[Stored data entries]
▬▬▬

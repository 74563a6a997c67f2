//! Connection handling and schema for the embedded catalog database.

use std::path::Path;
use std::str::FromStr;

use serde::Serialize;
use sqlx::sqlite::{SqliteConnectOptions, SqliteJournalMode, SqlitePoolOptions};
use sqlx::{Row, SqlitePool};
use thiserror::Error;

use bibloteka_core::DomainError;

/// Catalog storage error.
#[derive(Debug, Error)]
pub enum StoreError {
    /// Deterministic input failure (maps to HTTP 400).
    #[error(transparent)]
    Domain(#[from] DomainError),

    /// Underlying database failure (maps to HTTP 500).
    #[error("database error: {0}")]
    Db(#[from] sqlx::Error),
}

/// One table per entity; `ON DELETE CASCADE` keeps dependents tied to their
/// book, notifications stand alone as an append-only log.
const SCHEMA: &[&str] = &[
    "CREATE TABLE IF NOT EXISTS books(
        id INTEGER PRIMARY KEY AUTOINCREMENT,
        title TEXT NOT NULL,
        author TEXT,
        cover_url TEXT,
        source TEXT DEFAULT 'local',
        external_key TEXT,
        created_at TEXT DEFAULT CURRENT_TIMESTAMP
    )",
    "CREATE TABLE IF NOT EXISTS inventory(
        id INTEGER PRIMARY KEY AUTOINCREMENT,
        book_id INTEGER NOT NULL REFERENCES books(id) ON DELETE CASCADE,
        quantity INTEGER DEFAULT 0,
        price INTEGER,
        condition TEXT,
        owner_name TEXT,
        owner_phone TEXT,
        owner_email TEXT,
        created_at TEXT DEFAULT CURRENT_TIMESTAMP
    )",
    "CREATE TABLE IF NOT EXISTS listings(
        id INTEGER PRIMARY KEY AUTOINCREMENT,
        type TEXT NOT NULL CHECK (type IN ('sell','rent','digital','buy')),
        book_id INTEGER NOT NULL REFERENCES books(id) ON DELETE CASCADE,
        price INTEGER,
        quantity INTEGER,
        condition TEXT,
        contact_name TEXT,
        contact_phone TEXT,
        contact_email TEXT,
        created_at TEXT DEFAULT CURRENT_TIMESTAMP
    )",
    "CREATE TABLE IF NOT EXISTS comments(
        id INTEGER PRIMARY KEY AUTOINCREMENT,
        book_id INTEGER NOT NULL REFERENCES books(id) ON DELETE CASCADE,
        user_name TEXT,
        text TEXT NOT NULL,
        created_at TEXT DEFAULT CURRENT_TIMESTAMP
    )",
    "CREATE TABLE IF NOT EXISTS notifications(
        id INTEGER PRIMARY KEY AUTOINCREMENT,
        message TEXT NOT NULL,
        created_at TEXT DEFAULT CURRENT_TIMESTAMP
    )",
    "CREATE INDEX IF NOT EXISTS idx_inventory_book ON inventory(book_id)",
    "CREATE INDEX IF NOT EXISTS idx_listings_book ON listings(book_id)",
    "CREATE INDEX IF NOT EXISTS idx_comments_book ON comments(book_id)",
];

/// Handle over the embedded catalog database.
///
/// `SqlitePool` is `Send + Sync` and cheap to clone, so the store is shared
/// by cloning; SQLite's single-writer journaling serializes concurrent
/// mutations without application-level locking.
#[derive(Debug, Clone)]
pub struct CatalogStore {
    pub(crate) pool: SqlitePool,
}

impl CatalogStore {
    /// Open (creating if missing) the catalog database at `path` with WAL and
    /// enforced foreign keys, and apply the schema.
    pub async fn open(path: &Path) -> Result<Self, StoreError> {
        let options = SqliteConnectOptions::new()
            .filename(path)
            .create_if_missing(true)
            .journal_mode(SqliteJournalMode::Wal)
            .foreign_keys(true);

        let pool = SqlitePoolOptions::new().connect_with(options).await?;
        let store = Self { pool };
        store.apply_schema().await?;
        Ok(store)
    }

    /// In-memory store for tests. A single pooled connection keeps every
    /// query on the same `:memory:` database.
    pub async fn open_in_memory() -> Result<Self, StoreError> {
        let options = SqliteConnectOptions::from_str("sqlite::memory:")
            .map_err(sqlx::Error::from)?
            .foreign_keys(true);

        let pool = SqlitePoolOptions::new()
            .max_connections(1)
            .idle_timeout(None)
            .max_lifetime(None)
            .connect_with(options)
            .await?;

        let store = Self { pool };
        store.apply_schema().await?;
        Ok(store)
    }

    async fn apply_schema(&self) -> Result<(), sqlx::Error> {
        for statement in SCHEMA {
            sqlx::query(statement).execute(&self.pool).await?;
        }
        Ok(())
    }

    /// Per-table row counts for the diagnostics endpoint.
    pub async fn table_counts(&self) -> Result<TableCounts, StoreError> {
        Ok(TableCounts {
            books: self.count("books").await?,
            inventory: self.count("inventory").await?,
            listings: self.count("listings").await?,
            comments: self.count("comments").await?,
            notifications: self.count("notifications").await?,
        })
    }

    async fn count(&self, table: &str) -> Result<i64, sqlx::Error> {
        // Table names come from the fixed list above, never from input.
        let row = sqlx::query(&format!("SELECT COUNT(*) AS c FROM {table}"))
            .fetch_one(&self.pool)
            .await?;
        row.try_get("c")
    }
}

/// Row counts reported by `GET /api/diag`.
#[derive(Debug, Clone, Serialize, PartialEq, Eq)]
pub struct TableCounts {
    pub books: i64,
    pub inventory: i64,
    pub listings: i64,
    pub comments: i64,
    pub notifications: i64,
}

▬▬▬

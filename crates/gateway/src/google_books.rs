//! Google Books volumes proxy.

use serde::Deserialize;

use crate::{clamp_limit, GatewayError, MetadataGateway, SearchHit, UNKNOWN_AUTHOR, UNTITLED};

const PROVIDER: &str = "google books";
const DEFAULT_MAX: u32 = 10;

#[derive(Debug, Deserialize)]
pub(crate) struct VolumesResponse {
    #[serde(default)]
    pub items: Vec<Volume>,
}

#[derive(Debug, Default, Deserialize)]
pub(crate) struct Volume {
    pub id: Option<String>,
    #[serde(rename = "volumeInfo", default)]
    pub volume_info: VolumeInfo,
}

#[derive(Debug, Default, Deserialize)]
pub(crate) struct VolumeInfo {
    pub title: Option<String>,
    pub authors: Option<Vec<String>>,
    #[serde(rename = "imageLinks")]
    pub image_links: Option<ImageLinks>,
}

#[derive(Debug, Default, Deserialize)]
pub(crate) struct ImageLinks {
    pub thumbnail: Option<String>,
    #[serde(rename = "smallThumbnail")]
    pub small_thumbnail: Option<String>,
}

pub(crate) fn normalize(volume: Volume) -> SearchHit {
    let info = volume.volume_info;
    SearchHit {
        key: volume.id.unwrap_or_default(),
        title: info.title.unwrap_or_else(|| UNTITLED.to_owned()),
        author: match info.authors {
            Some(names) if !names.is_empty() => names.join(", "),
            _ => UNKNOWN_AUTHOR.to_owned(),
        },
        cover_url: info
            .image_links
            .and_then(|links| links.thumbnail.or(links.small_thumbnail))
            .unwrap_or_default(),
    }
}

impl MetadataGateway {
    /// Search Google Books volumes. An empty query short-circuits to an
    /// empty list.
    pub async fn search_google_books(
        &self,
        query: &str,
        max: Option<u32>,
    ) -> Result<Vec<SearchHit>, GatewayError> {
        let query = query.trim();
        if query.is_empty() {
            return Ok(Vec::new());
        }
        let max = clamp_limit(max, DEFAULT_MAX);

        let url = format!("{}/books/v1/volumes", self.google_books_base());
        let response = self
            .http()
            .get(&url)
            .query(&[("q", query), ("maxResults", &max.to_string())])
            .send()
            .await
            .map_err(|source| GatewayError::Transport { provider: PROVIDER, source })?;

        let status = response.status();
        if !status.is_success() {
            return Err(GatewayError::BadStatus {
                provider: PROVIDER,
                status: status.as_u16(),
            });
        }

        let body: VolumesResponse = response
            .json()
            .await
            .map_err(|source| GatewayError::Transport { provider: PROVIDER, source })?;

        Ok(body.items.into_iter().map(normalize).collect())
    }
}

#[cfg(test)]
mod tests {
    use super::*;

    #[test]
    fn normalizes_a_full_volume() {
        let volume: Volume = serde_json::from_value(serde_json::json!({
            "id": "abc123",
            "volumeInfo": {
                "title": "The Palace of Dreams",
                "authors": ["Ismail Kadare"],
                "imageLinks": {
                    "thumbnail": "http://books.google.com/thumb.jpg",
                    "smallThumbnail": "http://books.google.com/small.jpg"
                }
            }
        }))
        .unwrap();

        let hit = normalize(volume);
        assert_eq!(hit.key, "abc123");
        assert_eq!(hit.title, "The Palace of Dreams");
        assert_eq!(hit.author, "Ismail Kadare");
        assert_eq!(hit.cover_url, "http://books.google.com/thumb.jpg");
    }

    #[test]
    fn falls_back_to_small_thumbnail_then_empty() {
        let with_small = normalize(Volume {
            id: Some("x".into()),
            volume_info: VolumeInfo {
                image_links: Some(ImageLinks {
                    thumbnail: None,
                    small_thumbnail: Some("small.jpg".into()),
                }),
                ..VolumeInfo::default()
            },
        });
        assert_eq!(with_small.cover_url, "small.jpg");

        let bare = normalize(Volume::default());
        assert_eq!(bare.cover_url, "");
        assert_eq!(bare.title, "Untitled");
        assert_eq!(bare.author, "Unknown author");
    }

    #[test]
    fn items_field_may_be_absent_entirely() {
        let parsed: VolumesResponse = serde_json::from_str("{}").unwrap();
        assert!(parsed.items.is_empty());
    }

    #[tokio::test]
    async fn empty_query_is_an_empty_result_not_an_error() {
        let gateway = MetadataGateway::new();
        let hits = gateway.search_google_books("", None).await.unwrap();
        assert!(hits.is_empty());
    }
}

▬▬▬

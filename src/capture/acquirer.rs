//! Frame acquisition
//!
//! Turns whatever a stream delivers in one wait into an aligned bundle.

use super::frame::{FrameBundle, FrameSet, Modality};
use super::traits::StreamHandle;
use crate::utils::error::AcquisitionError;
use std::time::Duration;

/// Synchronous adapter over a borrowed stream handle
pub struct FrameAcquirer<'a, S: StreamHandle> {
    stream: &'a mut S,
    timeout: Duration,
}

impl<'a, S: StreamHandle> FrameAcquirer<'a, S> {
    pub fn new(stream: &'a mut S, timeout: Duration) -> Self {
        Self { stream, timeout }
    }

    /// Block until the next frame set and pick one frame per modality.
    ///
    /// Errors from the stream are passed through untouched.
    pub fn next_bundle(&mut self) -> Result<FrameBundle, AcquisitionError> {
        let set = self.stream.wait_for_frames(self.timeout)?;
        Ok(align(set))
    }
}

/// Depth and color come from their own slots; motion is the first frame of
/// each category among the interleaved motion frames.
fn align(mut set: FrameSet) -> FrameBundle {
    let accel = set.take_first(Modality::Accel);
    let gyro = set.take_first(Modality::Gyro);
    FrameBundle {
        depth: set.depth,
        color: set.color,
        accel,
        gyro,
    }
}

▬▬▬

[Your task] Copy the entries above exactly, but only from the line holding "repository 74563a6a997c67f2" through the line holding "message TEXT NOT", both included.

[Result of this task]
repository 74563a6a997c67f2
//! Connection handling and schema for the embedded catalog database.

use std::path::Path;
use std::str::FromStr;

use serde::Serialize;
use sqlx::sqlite::{SqliteConnectOptions, SqliteJournalMode, SqlitePoolOptions};
use sqlx::{Row, SqlitePool};
use thiserror::Error;

use bibloteka_core::DomainError;

/// Catalog storage error.
#[derive(Debug, Error)]
pub enum StoreError {
    /// Deterministic input failure (maps to HTTP 400).
    #[error(transparent)]
    Domain(#[from] DomainError),

    /// Underlying database failure (maps to HTTP 500).
    #[error("database error: {0}")]
    Db(#[from] sqlx::Error),
}

/// One table per entity; `ON DELETE CASCADE` keeps dependents tied to their
/// book, notifications stand alone as an append-only log.
const SCHEMA: &[&str] = &[
    "CREATE TABLE IF NOT EXISTS books(
        id INTEGER PRIMARY KEY AUTOINCREMENT,
        title TEXT NOT NULL,
        author TEXT,
        cover_url TEXT,
        source TEXT DEFAULT 'local',
        external_key TEXT,
        created_at TEXT DEFAULT CURRENT_TIMESTAMP
    )",
    "CREATE TABLE IF NOT EXISTS inventory(
        id INTEGER PRIMARY KEY AUTOINCREMENT,
        book_id INTEGER NOT NULL REFERENCES books(id) ON DELETE CASCADE,
        quantity INTEGER DEFAULT 0,
        price INTEGER,
        condition TEXT,
        owner_name TEXT,
        owner_phone TEXT,
        owner_email TEXT,
        created_at TEXT DEFAULT CURRENT_TIMESTAMP
    )",
    "CREATE TABLE IF NOT EXISTS listings(
        id INTEGER PRIMARY KEY AUTOINCREMENT,
        type TEXT NOT NULL CHECK (type IN ('sell','rent','digital','buy')),
        book_id INTEGER NOT NULL REFERENCES books(id) ON DELETE CASCADE,
        price INTEGER,
        quantity INTEGER,
        condition TEXT,
        contact_name TEXT,
        contact_phone TEXT,
        contact_email TEXT,
        created_at TEXT DEFAULT CURRENT_TIMESTAMP
    )",
    "CREATE TABLE IF NOT EXISTS comments(
        id INTEGER PRIMARY KEY AUTOINCREMENT,
        book_id INTEGER NOT NULL REFERENCES books(id) ON DELETE CASCADE,
        user_name TEXT,
        text TEXT NOT NULL,
        created_at TEXT DEFAULT CURRENT_TIMESTAMP
    )",
    "CREATE TABLE IF NOT EXISTS notifications(
        id INTEGER PRIMARY KEY AUTOINCREMENT,
        message TEXT NOT NULL,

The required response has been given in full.